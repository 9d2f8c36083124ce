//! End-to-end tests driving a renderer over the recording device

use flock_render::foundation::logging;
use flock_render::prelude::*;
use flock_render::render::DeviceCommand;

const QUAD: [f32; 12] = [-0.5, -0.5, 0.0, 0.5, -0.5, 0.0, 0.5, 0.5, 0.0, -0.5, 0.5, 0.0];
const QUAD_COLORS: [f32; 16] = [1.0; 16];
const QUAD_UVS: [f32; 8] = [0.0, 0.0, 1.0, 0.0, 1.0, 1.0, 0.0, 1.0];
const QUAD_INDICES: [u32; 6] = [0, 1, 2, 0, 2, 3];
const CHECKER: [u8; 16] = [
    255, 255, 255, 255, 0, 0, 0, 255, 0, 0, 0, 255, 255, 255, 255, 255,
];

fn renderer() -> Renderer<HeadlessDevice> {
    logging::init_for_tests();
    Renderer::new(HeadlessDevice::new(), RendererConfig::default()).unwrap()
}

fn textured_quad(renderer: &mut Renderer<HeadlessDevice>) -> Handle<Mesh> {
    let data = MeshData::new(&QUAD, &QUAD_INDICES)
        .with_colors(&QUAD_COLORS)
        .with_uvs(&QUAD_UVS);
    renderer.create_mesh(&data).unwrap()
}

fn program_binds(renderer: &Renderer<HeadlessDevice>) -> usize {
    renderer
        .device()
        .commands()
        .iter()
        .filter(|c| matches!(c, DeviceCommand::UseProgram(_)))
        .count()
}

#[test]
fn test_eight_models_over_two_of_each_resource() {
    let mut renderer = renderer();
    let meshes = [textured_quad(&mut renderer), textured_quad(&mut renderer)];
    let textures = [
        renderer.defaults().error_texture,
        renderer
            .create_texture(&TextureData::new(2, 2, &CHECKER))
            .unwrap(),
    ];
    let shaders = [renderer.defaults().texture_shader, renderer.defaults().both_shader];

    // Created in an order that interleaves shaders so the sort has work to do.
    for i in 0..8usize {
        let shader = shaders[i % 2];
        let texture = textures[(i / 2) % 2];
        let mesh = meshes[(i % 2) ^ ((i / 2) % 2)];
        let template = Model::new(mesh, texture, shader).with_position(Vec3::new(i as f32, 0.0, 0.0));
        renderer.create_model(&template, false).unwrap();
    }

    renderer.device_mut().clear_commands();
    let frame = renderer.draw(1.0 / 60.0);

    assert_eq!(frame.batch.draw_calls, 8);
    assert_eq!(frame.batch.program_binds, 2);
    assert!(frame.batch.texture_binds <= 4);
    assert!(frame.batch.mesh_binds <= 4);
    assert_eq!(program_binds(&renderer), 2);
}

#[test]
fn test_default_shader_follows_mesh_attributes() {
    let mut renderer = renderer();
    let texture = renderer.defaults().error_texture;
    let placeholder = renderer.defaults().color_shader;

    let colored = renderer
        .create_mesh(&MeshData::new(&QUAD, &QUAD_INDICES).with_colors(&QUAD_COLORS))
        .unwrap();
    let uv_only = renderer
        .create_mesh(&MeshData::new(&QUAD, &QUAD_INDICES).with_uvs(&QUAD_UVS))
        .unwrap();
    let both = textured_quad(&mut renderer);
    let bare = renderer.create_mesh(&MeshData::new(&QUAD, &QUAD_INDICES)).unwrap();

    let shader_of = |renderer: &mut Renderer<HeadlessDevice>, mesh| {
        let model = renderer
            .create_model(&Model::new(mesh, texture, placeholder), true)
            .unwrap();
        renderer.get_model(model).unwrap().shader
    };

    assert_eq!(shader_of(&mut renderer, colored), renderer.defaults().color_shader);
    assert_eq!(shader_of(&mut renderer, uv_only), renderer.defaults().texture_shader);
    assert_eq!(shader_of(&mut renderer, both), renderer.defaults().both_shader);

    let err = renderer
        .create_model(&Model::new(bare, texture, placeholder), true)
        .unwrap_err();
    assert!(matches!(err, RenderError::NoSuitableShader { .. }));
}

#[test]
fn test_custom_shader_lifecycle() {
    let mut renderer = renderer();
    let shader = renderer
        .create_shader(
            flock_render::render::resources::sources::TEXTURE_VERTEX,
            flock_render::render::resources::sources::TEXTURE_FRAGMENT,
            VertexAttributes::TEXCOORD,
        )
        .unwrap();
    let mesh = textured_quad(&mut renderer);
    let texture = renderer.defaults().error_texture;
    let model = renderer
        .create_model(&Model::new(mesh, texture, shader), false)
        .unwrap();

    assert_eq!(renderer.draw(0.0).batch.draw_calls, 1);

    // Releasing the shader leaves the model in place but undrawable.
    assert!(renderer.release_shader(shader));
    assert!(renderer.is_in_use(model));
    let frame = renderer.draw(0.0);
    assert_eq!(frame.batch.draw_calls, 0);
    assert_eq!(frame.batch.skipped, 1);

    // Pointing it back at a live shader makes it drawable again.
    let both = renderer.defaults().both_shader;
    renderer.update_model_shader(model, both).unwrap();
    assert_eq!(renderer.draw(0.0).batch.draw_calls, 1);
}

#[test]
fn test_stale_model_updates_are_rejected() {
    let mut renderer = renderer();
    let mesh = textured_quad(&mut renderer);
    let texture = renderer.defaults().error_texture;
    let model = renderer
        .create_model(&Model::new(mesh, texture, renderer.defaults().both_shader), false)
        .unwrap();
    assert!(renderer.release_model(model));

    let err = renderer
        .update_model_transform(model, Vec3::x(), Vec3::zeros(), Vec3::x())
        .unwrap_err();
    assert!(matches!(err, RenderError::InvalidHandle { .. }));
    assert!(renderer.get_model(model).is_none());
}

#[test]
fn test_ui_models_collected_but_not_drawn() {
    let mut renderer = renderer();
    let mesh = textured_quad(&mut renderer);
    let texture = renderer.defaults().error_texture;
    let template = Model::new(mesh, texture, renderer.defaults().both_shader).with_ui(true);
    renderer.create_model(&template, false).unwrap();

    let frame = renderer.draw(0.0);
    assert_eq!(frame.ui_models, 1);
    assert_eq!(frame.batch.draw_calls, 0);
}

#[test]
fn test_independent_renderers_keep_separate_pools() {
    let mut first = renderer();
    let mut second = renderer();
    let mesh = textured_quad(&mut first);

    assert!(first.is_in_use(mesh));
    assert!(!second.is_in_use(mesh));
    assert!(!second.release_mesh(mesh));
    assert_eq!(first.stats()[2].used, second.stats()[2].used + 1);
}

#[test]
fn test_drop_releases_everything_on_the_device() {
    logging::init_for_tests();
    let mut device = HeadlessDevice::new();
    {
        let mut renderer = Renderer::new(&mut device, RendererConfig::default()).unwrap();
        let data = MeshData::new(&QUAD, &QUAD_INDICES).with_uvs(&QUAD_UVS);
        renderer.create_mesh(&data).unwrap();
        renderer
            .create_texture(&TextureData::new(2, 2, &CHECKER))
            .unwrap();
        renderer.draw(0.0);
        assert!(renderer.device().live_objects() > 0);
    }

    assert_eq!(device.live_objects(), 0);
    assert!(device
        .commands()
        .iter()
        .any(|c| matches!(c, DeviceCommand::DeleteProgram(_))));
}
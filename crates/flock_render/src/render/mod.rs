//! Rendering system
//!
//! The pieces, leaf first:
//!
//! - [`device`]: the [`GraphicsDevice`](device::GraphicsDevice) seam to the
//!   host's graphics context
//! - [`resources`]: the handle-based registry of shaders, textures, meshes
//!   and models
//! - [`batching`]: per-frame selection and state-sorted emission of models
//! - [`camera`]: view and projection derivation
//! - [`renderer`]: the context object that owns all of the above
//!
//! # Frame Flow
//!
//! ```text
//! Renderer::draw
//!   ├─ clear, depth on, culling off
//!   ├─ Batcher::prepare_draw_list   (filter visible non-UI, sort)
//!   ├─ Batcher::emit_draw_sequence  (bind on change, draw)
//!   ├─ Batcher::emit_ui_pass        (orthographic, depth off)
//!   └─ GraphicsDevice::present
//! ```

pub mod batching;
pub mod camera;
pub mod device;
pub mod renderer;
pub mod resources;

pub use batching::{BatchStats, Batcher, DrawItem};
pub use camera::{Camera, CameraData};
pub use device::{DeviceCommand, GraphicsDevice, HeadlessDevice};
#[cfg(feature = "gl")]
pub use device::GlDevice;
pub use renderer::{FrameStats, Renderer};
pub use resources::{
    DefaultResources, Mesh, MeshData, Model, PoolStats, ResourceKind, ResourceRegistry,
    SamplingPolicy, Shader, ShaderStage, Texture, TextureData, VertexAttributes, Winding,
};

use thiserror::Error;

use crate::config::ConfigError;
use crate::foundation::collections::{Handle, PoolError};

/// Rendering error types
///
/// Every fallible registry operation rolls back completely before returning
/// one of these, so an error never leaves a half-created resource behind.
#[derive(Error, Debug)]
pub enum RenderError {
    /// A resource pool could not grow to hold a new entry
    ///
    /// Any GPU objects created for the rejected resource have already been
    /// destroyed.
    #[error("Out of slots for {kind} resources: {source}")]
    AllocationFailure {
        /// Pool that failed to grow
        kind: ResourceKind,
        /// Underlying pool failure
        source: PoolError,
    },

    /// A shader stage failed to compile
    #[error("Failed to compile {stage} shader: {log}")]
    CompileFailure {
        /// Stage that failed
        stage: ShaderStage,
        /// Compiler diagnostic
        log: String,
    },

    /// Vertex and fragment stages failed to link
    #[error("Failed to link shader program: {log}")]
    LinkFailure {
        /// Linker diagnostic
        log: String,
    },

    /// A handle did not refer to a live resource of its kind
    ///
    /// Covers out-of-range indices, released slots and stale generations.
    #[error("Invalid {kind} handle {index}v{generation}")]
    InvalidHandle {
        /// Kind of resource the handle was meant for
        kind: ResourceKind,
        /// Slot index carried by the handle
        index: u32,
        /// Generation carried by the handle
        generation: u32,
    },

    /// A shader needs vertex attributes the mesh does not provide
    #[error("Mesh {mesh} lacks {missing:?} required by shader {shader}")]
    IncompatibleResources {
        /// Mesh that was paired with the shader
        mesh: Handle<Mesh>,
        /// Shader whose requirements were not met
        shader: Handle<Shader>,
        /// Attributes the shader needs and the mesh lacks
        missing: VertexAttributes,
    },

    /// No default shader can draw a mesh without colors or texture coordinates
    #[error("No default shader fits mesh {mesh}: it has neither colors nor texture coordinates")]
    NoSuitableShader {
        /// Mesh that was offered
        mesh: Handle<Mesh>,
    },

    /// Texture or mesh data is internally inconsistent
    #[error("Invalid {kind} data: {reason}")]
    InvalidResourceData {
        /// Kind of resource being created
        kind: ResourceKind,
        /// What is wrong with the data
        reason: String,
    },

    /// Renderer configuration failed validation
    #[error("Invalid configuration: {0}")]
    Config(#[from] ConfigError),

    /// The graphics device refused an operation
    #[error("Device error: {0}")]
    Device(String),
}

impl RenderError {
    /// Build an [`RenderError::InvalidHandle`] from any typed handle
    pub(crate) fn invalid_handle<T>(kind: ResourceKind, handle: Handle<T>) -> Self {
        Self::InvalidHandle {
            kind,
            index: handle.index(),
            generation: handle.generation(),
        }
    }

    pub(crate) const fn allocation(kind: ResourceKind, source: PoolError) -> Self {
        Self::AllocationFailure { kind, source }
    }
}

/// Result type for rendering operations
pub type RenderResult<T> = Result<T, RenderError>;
• • • • •
Repeat the lines from the first one in the records through the line containing "const QUAD_COLORS: [f32; 16] = [1.0; 16];", exactly as written, and nothing else.

repository 9d2f8c36083124ce
//! End-to-end tests driving a renderer over the recording device

use flock_render::foundation::logging;
use flock_render::prelude::*;
use flock_render::render::DeviceCommand;

const QUAD: [f32; 12] = [-0.5, -0.5, 0.0, 0.5, -0.5, 0.0, 0.5, 0.5, 0.0, -0.5, 0.5, 0.0];
const QUAD_COLORS: [f32; 16] = [1.0; 16];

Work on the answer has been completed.